Beginning with the first line below, please restate each line exactly, down to and including the line containing "use tokio_util::sync::CancellationToken;".

◆ ◆ ◆ ◆

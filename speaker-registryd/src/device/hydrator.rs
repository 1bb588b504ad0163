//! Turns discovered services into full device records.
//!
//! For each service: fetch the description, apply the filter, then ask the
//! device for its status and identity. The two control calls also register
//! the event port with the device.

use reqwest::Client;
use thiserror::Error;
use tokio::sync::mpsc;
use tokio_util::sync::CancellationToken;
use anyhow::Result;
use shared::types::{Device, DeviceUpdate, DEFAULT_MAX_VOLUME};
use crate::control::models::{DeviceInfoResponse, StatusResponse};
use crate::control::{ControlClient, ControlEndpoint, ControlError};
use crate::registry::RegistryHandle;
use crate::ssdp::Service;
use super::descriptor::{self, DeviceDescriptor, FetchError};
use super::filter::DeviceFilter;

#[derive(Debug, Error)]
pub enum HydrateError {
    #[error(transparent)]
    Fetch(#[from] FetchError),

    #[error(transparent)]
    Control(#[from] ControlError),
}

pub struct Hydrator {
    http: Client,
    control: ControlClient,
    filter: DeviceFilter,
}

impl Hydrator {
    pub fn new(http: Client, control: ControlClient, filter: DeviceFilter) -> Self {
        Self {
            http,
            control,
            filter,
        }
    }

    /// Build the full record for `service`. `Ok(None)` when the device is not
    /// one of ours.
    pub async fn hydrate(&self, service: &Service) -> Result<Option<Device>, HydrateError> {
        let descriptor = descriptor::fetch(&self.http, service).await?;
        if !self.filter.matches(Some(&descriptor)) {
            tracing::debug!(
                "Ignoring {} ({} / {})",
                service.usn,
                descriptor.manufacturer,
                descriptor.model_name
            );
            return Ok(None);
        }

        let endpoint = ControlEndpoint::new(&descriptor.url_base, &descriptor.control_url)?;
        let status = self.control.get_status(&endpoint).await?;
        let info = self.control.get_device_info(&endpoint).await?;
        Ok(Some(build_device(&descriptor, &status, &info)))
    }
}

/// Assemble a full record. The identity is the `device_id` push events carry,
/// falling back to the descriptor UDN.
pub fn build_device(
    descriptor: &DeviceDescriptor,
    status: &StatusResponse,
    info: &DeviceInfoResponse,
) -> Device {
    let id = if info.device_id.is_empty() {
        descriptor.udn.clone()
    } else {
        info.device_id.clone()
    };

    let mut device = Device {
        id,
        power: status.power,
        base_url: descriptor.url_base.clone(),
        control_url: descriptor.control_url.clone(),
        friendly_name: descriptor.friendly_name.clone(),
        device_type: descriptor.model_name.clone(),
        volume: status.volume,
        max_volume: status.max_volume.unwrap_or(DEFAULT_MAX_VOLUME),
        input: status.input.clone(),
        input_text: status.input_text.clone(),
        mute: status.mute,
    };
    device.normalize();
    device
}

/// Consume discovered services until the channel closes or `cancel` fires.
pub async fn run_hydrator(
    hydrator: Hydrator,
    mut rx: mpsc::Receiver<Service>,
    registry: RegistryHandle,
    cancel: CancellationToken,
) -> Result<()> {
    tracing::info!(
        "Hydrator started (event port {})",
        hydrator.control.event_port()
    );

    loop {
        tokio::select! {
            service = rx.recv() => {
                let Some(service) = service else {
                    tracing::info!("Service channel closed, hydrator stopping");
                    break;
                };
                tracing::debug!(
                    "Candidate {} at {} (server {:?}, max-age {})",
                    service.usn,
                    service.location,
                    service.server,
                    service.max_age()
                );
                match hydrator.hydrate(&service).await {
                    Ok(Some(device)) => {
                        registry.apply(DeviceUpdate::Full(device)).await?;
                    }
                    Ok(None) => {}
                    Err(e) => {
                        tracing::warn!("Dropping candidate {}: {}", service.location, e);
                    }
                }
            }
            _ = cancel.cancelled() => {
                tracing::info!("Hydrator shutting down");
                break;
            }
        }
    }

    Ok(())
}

◆ ◆ ◆ ◆

Result for this task
filename speaker-registryd/src/device/hydrator.rs
repository 1bb588b504ad0163
//! Turns discovered services into full device records.
//!
//! For each service: fetch the description, apply the filter, then ask the
//! device for its status and identity. The two control calls also register
//! the event port with the device.

use reqwest::Client;
use thiserror::Error;
use tokio::sync::mpsc;
use tokio_util::sync::CancellationToken;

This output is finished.